BRIEF DESCRIPTION OF THE DRAWINGS
[0018] The accompanying drawings, which are incorporated herein, and constitute a part of this disclosure, illustrate exemplary embodiments of the disclosed methods and systems in which like reference numerals refer to the same parts throughout the different drawings. Components in the drawings are not necessarily to scale, emphasis instead being placed upon clearly illustrating the principles of the present disclosure. Some drawings may indicate the components using block diagrams and may not represent the internal circuitry of each component. It will be appreciated by those skilled in the art that disclosure of such drawings includes disclosure of electrical components, electronic components or circuitry commonly used to implement such components.
[0019] FIG. 1 is an exemplary block diagram of an environment for dynamic correlation with fault management, according to one or more embodiments of the present disclosure;
[0020] FIG. 2 is an exemplary block diagram of a system for dynamic correlation with fault management, according to one or more embodiments of the present disclosure;
[0021] FIG. 3 is a schematic representation of workflow of the system of FIG. 2, according to one or more embodiments of the present disclosure;
[0022] FIG. 4 is an exemplary block diagram of an architecture which can be implemented in the system of FIG. 2, according to one or more embodiments of the present disclosure;
[0023] FIG. 5 is a signal flow diagram illustrating the system for dynamic correlation with fault management, according to one or more embodiments of the present disclosure; and
[0024] FIG. 6 is a flow diagram illustrating a method for dynamic correlation with fault management, according to one or more embodiments of the present disclosure.
[0025] The foregoing shall be more apparent from the following detailed description of the invention.
DETAILED DESCRIPTION OF THE INVENTION
[0026] Some embodiments of the present disclosure, illustrating all its features, will now be discussed in detail. It must also be noted that as used herein and in the appended claims, the singular forms "a", "an" and "the" include plural references unless the context clearly dictates otherwise.

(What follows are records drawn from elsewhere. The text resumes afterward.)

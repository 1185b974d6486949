// ============================================================
// Layer 2 — CompareUseCase
// ============================================================
// Runs the full model comparison in order:
//
//   Step 1: Load and clean the corpus       (Layer 4 - data)
//   Step 2: Build the vocabulary            (Layer 3 - domain)
//   Step 3: Build the window dataset        (Layer 4 - data)
//   Step 4: For each selected model:
//             build the predictor           (Layer 5 - ml)
//             run the train/generate loop   (Layer 2)
//   Step 5: Write the loss histories        (Layer 6 - infra)
//
// Models run one after another. The vocabulary and dataset are
// built once and shared read-only; every model gets its own
// parameters and optimizer state.
//
// Reference: Rust Book §13 (Iterators and Closures)
//            Burn Book §5 (Training)

use anyhow::{Context, Result};
use serde::{Deserialize, Serialize};

use crate::application::train_generate::{LoopOutcome, TrainGenerateLoop};
use crate::data::loader::TextFileLoader;
use crate::domain::window::WindowDataset;
use crate::domain::{
    loss_history::LossHistory,
    traits::{CorpusSource, GenerationSink},
    vocabulary::Vocabulary,
};
use crate::infra::metrics::LossLogger;
use crate::ml::predictor::{build_predictor, ModelKind, OptimizerKind, PredictorConfig};

// ─── Comparison Configuration ────────────────────────────────────────────────
// Every knob of a run. Serialised into the JSON report so a
// loss curve can always be traced back to its settings.
#[derive(Debug, Clone, Serialize, Deserialize)]
pub struct ComparisonConfig {
    pub corpus_path:         String,
    pub output_dir:          String,
    pub models:              Vec<ModelKind>,
    pub seq_len:             usize,
    pub step:                usize,
    pub embed_dim:           usize,
    pub hidden_size:         usize,
    pub num_heads:           usize,
    pub ff_dim:              usize,
    pub dropout:             f64,
    pub batch_size:          usize,
    pub learning_rate:       f64,
    /// None → RMSprop for the recurrent models, Adam for the transformer
    pub optimizer:           Option<OptimizerKind>,
    pub iterations:          usize,
    pub preds_per_iteration: usize,
    pub seed:                u64,
}

impl Default for ComparisonConfig {
    fn default() -> Self {
        Self {
            corpus_path:         "corpus.txt".to_string(),
            output_dir:          "runs".to_string(),
            models:              ModelKind::ALL.to_vec(),
            seq_len:             10,
            step:                1,
            embed_dim:           64,
            hidden_size:         128,
            num_heads:           2,
            ff_dim:              128,
            dropout:             0.1,
            batch_size:          128,
            learning_rate:       1e-3,
            optimizer:           None,
            iterations:          25,
            preds_per_iteration: 100,
            seed:                42,
        }
    }
}

impl ComparisonConfig {
    fn predictor_config(&self, vocab_size: usize) -> PredictorConfig {
        PredictorConfig {
            vocab_size,
            seq_len:       self.seq_len,
            embed_dim:     self.embed_dim,
            hidden_size:   self.hidden_size,
            num_heads:     self.num_heads,
            ff_dim:        self.ff_dim,
            dropout:       self.dropout,
            batch_size:    self.batch_size,
            learning_rate: self.learning_rate,
            optimizer:     self.optimizer,
            seed:          self.seed,
        }
    }
}

/// What a finished comparison hands back to the CLI
#[derive(Debug, Clone)]
pub struct ComparisonSummary {
    pub vocab_size:   usize,
    pub corpus_chars: usize,
    pub windows:      usize,
    pub outcomes:     Vec<LoopOutcome>,
}

impl ComparisonSummary {
    pub fn histories(&self) -> Vec<LossHistory> {
        self.outcomes.iter().map(|o| o.history.clone()).collect()
    }
}

// ─── CompareUseCase ───────────────────────────────────────────────────────────
pub struct CompareUseCase {
    config: ComparisonConfig,
}

impl CompareUseCase {
    pub fn new(config: ComparisonConfig) -> Self {
        Self { config }
    }

    /// Execute the comparison end to end, streaming progress to `sink`
    pub fn execute(&self, sink: &mut dyn GenerationSink) -> Result<ComparisonSummary> {
        let cfg = &self.config;

        if cfg.models.is_empty() {
            anyhow::bail!("No models selected");
        }

        // ── Step 1: Load and clean the corpus ────────────────────────────────
        let corpus = TextFileLoader::new(&cfg.corpus_path).load_corpus()?;

        // ── Step 2: Vocabulary ────────────────────────────────────────────────
        let vocab = Vocabulary::from_corpus(&corpus)?;
        tracing::info!("Corpus: {} chars, {} distinct", corpus.len(), vocab.len());

        // ── Step 3: Window dataset ────────────────────────────────────────────
        let dataset = WindowDataset::build(&corpus, &vocab, cfg.seq_len, cfg.step)
            .context("Failed to build window dataset")?;
        tracing::info!("Dataset: {} windows of {} chars", dataset.len(), cfg.seq_len);
        if dataset.is_empty() {
            tracing::warn!("Corpus is not longer than seq_len; training has nothing to learn from");
        }

        // ── Step 4: Train and sample every selected model ─────────────────────
        let predictor_cfg = cfg.predictor_config(vocab.len());
        let mut outcomes  = Vec::with_capacity(cfg.models.len());

        for &kind in &cfg.models {
            let mut predictor = build_predictor(kind, &predictor_cfg)?;
            let outcome = TrainGenerateLoop::new(
                &vocab,
                &dataset,
                cfg.iterations,
                cfg.preds_per_iteration,
                cfg.seed,
            )
            .run(predictor.as_mut(), sink)
            .with_context(|| format!("{} run failed", kind.display_name()))?;

            if let (Some(last), Some(best)) = (outcome.history.last(), outcome.history.best()) {
                tracing::info!(
                    "{} finished: final loss={:.4}, best={:.4}",
                    kind.display_name(),
                    last,
                    best
                );
            }
            outcomes.push(outcome);
        }

        let summary = ComparisonSummary {
            vocab_size:   vocab.len(),
            corpus_chars: corpus.chars().count(),
            windows:      dataset.len(),
            outcomes,
        };

        // ── Step 5: Persist loss histories ────────────────────────────────────
        LossLogger::new(&cfg.output_dir)?.write(cfg, &summary.histories())?;

        Ok(summary)
    }
}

[0027] Various modifications to the embodiment will be readily apparent to those skilled in the art and the generic principles herein may be applied to other embodiments. However, one of ordinary skill in the art will readily recognize that the present disclosure including the definitions listed here below are not intended to be limited to the embodiments illustrated but is to be accorded the widest scope consistent with the principles and features described herein.
[0028] A person of ordinary skill in the art will readily ascertain that the illustrated steps detailed in the figures and here below are set out to explain the exemplary embodiments shown, and it should be anticipated that ongoing technological development will change the manner in which particular functions are performed. These examples are presented herein for purposes of illustration, and not limitation. Further, the boundaries of the functional building blocks have been arbitrarily defined herein for the convenience of the description. Alternative boundaries can be defined so long as the specified functions and relationships thereof are appropriately performed. Alternatives (including equivalents, extensions, variations, deviations, etc., of those described herein) will be apparent to persons skilled in the relevant art(s) based on the teachings contained herein. Such alternatives fall within the scope and spirit of the disclosed embodiments.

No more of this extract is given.